Between Supervision and Functionality
Author(s) -
Vinko Drača
Publication year - 2018
Publication title -
acta medico-historica adriatica
Language(s) - English
Resource type - Journals
SCImago Journal Rank - 0.158
H-Index - 8
eISSN - 1334-6253
pISSN - 1334-4366
DOI - 10.31952/amha.16.2.8
Subject(s) - pavilion , architecture , context (archaeology) , mentally ill , prison , sociology , psychology , political science , history , mental illness , art , psychiatry , law , mental health , visual arts , archaeology
This paper reviews the architecture of the Royal National Institute for the Insane in Stenjevec during its construction and the first years of its existence. Since the opening of the Institute in 1879 until the end of the World War I, there were numerous adaptations and extensions of the original capacities. The paper shows how these extensions reflected the existing paradigm of the institutional architecture in the second half of the 19th century. Architecture, under the influence of Pinel’s “moral treatment” as a primary therapeutic approach to mental illnesses in the 19th century, was considered to be a remedy and its therapeutic importance in the context of psychiatry was not questioned.
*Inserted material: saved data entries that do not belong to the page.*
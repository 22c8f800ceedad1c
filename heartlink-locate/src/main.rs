use std::io::Write;
use std::process::ExitCode;

use anyhow::Context;
use clap::{CommandFactory, Parser};
use tracing::debug;

use heartlink_locate::{arduino_ports, find_by_serial, usb_ports, LocateError, UsbSerialPort};

const EXIT_OK: u8 = 0;
const EXIT_NO_SERIAL: u8 = 1;

#[derive(Parser, Debug)]
#[command(author, version, about = "Find a Heartlink board's serial device", long_about = None)]
struct Cli {
    /// Board's USB serial number (run with --list to see connected boards)
    #[arg(short, long = "serialnum")]
    serialnum: Option<String>,

    /// List serial numbers of every connected Arduino board
    #[arg(short, long)]
    list: bool,

    /// Log port enumeration details to stderr
    #[arg(short, long)]
    verbose: bool,
}

fn main() -> anyhow::Result<ExitCode> {
    let cli = Cli::parse();

    tracing_subscriber::fmt()
        .with_writer(std::io::stderr)
        .with_max_level(if cli.verbose {
            tracing::Level::DEBUG
        } else {
            tracing::Level::WARN
        })
        .init();

    let code = execute(&cli, usb_ports, &mut std::io::stdout().lock())?;
    Ok(ExitCode::from(code))
}

/// Carry out the request in `cli`, writing results to `out`
///
/// `ports` is only called when the request needs the attached ports.
fn execute<P, W>(cli: &Cli, ports: P, out: &mut W) -> anyhow::Result<u8>
where
    P: FnOnce() -> Result<Vec<UsbSerialPort>, LocateError>,
    W: Write,
{
    if cli.list {
        let ports = ports().context("listing serial ports")?;
        writeln!(out, "Connected Arduino Serial Numbers:")?;
        let boards = arduino_ports(&ports);
        if boards.is_empty() {
            writeln!(out, "    (none found)")?;
        }
        for board in boards {
            debug!("{:?}", board);
            writeln!(
                out,
                "    - {}",
                board.serial_number.as_deref().unwrap_or("(no serial)")
            )?;
        }
        return Ok(EXIT_OK);
    }

    let Some(serial) = cli.serialnum.as_deref() else {
        writeln!(out, "No serial number specified...")?;
        write!(out, "{}", Cli::command().render_help())?;
        return Ok(EXIT_NO_SERIAL);
    };

    let ports = ports().context("listing serial ports")?;
    let port = find_by_serial(&ports, serial)?;
    writeln!(out, "{}", port.device)?;
    Ok(EXIT_OK)
}
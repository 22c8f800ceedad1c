//! Bit positions per register
//!
//! One enum per register, so a bit can only be applied to the register it
//! belongs to. Discriminants are the datasheet bit numbers.

use heartlink_hal::BitPosition;

macro_rules! register_bits {
    ($(#[$meta:meta])* $name:ident { $($(#[$vmeta:meta])* $bit:ident = $index:literal),+ $(,)? }) => {
        $(#[$meta])*
        #[derive(Debug, Clone, Copy, PartialEq, Eq)]
        #[cfg_attr(feature = "defmt", derive(defmt::Format))]
        #[repr(u8)]
        pub enum $name {
            $($(#[$vmeta])* $bit = $index),+
        }

        impl BitPosition for $name {
            fn index(self) -> u8 {
                self as u8
            }
        }
    };
}

register_bits! {
    /// Timer/Counter1 control register B
    Tccr1b {
        /// Clock select bit 0
        Cs10 = 0,
        /// Clock select bit 1
        Cs11 = 1,
        /// Clock select bit 2
        Cs12 = 2,
        /// Waveform generation mode bit 2 (CTC on OCR1A when alone)
        Wgm12 = 3,
        Wgm13 = 4,
        Ices1 = 6,
        Icnc1 = 7,
    }
}

register_bits! {
    /// Timer/Counter1 interrupt mask
    Timsk1 {
        Toie1 = 0,
        /// Output compare A match interrupt enable
        Ocie1a = 1,
        Ocie1b = 2,
        Ocie1c = 3,
        Icie1 = 5,
    }
}

register_bits! {
    /// USART0 control and status register A
    Ucsr0a {
        Mpcm0 = 0,
        /// Double transmission speed
        U2x0 = 1,
        Upe0 = 2,
        Dor0 = 3,
        Fe0 = 4,
        /// Data register empty (ready to transmit)
        Udre0 = 5,
        Txc0 = 6,
        /// Receive complete
        Rxc0 = 7,
    }
}

register_bits! {
    /// USART0 control and status register B
    Ucsr0b {
        Txb80 = 0,
        Rxb80 = 1,
        Ucsz02 = 2,
        /// Transmitter enable
        Txen0 = 3,
        /// Receiver enable
        Rxen0 = 4,
        Udrie0 = 5,
        Txcie0 = 6,
        Rxcie0 = 7,
    }
}

register_bits! {
    /// USART0 control and status register C
    Ucsr0c {
        Ucpol0 = 0,
        Ucsz00 = 1,
        Ucsz01 = 2,
        /// Two stop bits when set
        Usbs0 = 3,
        Upm00 = 4,
        Upm01 = 5,
        Umsel00 = 6,
        Umsel01 = 7,
    }
}

register_bits! {
    /// SPI control register
    Spcr {
        Spr0 = 0,
        Spr1 = 1,
        Cpha = 2,
        Cpol = 3,
        /// Controller (master) select
        Mstr = 4,
        Dord = 5,
        /// SPI enable
        Spe = 6,
        Spie = 7,
    }
}

register_bits! {
    /// SPI status register
    Spsr {
        Spi2x = 0,
        Wcol = 6,
        /// Transfer complete
        Spif = 7,
    }
}

register_bits! {
    /// Bits of a plain data register (UDR0, SPDR)
    DataBit {
        D0 = 0,
        D1 = 1,
        D2 = 2,
        D3 = 3,
        D4 = 4,
        D5 = 5,
        D6 = 6,
        D7 = 7,
    }
}

#[cfg(test)]
mod tests {
    use super::*;

    #[test]
    fn test_datasheet_positions() {
        assert_eq!(Ucsr0a::Udre0.mask(), 0x20);
        assert_eq!(Ucsr0a::Rxc0.mask(), 0x80);
        assert_eq!(Spsr::Spif.mask(), 0x80);
        assert_eq!(Timsk1::Ocie1a.mask(), 0x02);
        assert_eq!(Tccr1b::Cs12.mask() | Tccr1b::Wgm12.mask(), 0x0C);
        assert_eq!(
            Spcr::Spe.mask() | Spcr::Mstr.mask() | Spcr::Spr0.mask(),
            0x51
        );
    }
}
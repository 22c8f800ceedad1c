//! ATmega2560-specific HAL for the heartlink bridge
//!
//! This crate provides the chip side of the `heartlink-hal` traits:
//!
//! - Typed bit positions for every register the bridge touches
//! - Data-space addresses of those registers
//! - A volatile [`mmio::MmioFamily`] register backend
//! - The [`Peripherals`] handle grouping registers per peripheral
//! - Port B pin assignments for the heartbeat LED and SPI lines
//!
//! Register layouts follow the ATmega640/1280/1281/2560/2561 datasheet.

#![no_std]

pub mod bits;
pub mod mmio;
pub mod peripherals;
pub mod pins;
pub mod regs;

pub use mmio::{Mmio, Mmio16, MmioFamily};
pub use peripherals::{Peripherals, PortB, Spi, Timer1, Usart0};
pub use pins::PortPin;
While early examples of the architecture of psychiatric hospitals copied prison construction and were adapted to control the mentally ill (e.g., the Viennese “Narrenturm”), later plans, such as linear and separate (pavilion), sought to simultaneously increase control effectiveness, act therapeutically and respond to some practical needs of the more crowded institutes. The Stenjevec Institute, designed by the Viennese architect Kuno Waidmann, was created exactly at the transition between the linear and the separate type. The institute, originally conceived as a linear type of institution, was later transformed into a separate or pavilion type institute.